The next evening, Pieter woke to see Eidred watching him bashfully through the bars of the dressing-quarter doors. ‘Pieter, regarding those gems you asked me about,’ she began. ‘I’ve thought much of this, and I do believe I have a way of gleaning our family’s history.’
‘How?’ said Pieter and Fripso in intrigued unison.
‘I shall visit my father’s soothsayer.’
‘His soothsayer? It is a type of magician is it not?’
‘Yes. An alchemist who is privy to the astrology you talk of, Pieter. I have heard plenty about this soothsayer at court. There is always much gossip amongst the noblewomen, as you know. I have learnt I am entitled to an audience with the soothsayer.’
‘Be careful, then, dear Eidred,’ warned Fripso. ‘I daresay someone like that is dark like the rest of them.’
‘Oh, I have no doubt of that,’ Eidred assured the rabbit. ‘But ’tis one way I can ask as many questions as I wish without being shouted at, or threatened, or interrupted.’
‘As you are during school,’ said Pieter. He gazed at the floor, feeling great compassion for the poor waif having to endure treatment she did not deserve.
‘Yes. I may ask the soothsayer as many as three-and-twenty questions. Is that not wonderful?’
‘Useful certainly,’ agreed Pieter. ‘But inevitably dangerous as Fripso warns.’
‘Still, it is worth the danger. I shall be careful, I promise you, my dears. It is conditional of course, my visit to the soothsayer.’
‘Isn’t everything in this godforsaken place?’ grumbled Fripso.
‘What condition is it based on, Eidred?’ Pieter asked.
‘Oh, the condition it is based on is not unachievable.’
‘Whatever is it then?’
‘That I marry.’ Eidred’s face had taken on a dreamy expression.
‘Marry the soothsayer?’ Fripso was horrified.
Pieter was equally horrified. Sure
ly she would not go so far as to wed an aged—and quite possibly toothless—magician of darkness!
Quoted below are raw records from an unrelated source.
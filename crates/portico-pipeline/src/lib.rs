//! # Portico Pipeline
//!
//! Generic ordered-stage execution engine.
//!
//! A [`PipelineDefinition`] is an immutable ordered list of named stages
//! fixed at construction. Each name maps to a handler, initially a no-op;
//! handlers are registered with [`PipelineDefinition::on`] and mutate a
//! shared, invocation-scoped state record. The engine owns no domain
//! knowledge: what the state is and what the stages do is entirely up to
//! the caller.
//!
//! Stages execute strictly in declared order. A handler returns a
//! [`StageFlow`], an explicit tag for "completed synchronously" vs.
//! "deferred"; the engine awaits deferred results uniformly, so correctness
//! never depends on whether a given stage suspends. The first failure
//! short-circuits all later stages.

#![doc(html_root_url = "https://docs.rs/portico-pipeline/0.1.0")]
#![warn(missing_docs)]
#![forbid(unsafe_code)]

mod definition;
mod flow;
mod hooks;
mod report;

pub use definition::{DefinitionError, PipelineDefinition};
pub use flow::{BoxFuture, StageFlow, StageFn};
pub use hooks::StageHooks;
pub use report::{RunError, RunReport};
‘You’re quite the jester,’ Eidred said to the rabbit with a sigh. In a manner far more pensive than usual, she sashayed to her bed, blew out the candle and neglected to bid either of them goodnight.
‘She must be in love,’ Fripso commented.
‘I don’t think so,’ Pieter scorned. He thought a moment before adding, ‘With whom?’
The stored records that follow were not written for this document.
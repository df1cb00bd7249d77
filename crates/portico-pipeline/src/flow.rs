//! Stage handler result type.
//!
//! A stage either completes synchronously or hands back a future. The
//! distinction is an explicit tag, not structural inspection of the return
//! value, so the engine can branch on it without guessing.

use std::future::Future;
use std::pin::Pin;

/// A boxed future, as produced by deferred stage handlers.
pub type BoxFuture<'a, T> = Pin<Box<dyn Future<Output = T> + Send + 'a>>;

/// A boxed stage handler over state `S` and error `E`.
///
/// The handler borrows the state mutably; a deferred result may keep that
/// borrow alive until the engine awaits it.
pub type StageFn<S, E> = Box<dyn for<'a> Fn(&'a mut S) -> StageFlow<'a, E> + Send + Sync>;

/// The outcome of invoking a stage handler.
pub enum StageFlow<'a, E> {
    /// The stage completed (or failed) synchronously.
    Ready(Result<(), E>),
    /// The stage is still running; the engine awaits the future.
    Deferred(BoxFuture<'a, Result<(), E>>),
}

impl<'a, E> StageFlow<'a, E> {
    /// A stage that completed successfully.
    #[must_use]
    pub fn done() -> Self {
        Self::Ready(Ok(()))
    }

    /// A stage that failed synchronously.
    #[must_use]
    pub fn fail(error: E) -> Self {
        Self::Ready(Err(error))
    }

    /// A stage that suspends; the engine awaits the future before advancing.
    #[must_use]
    pub fn defer(future: impl Future<Output = Result<(), E>> + Send + 'a) -> Self {
        Self::Deferred(Box::pin(future))
    }

    /// Whether this outcome is deferred.
    #[must_use]
    pub fn is_deferred(&self) -> bool {
        matches!(self, Self::Deferred(_))
    }

    /// Resolves the outcome, awaiting a deferred result.
    pub async fn resolve(self) -> Result<(), E> {
        match self {
            Self::Ready(result) => result,
            Self::Deferred(future) => future.await,
        }
    }
}

impl<'a, E> From<Result<(), E>> for StageFlow<'a, E> {
    fn from(result: Result<(), E>) -> Self {
        Self::Ready(result)
    }
}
‘How should I know?’ Fripso said yawning. ‘Probably with a prince from one of those banquets she tells us about. She doesn’t seem too concerned about fulfilling that condition, if you ask me.’
Very soon, the soft, sleep-induced breathing of the elf’s dwelling mates permeated the silence. It was then that a wide-awake Pieter, in an impulse quite foreign to his normally placid nature, took aim at the nearest wall and gave it a kick.
<><> <><><> <><>
After an exhausting workday, Matthew pulled into the garage and leaned against the steering wheel, contemplating staying at home that evening, getting an early night.
He had to remind himself he wasn’t exactly looking forward to sleep. In going out again, he’d be buying himself a temporary escape, ensuring the slumber he had after a late night was shorter and therefore less dream-filled.
The Peter Piper kid had bugged Matthew again, hijacking a dream that teetered on the border of wakefulness. An elf and an eagle standing by a dawn-drenched autumn tree. The soft, sweet whistle of a pipe made from reed. That was all he remembered. That was all he ever remembered. The dream had recurred twice.
This most recent dream was much the same as the first in the series. The second of the series also had the golden-leafed background and bird but differed. The kid, taller now, having a similar appearance to music’s current man-of-the-moment, an American teenage idol whose name Matthew couldn’t recall—had held up a floor mop and a pair of overalls. Was this an indication to Matthew that he should have worked harder? That he should not have written a letter of resignation, which would come into effect in two weeks’ time? That someone planned to dupe him of an investment by ‘taking him to the cleaners’?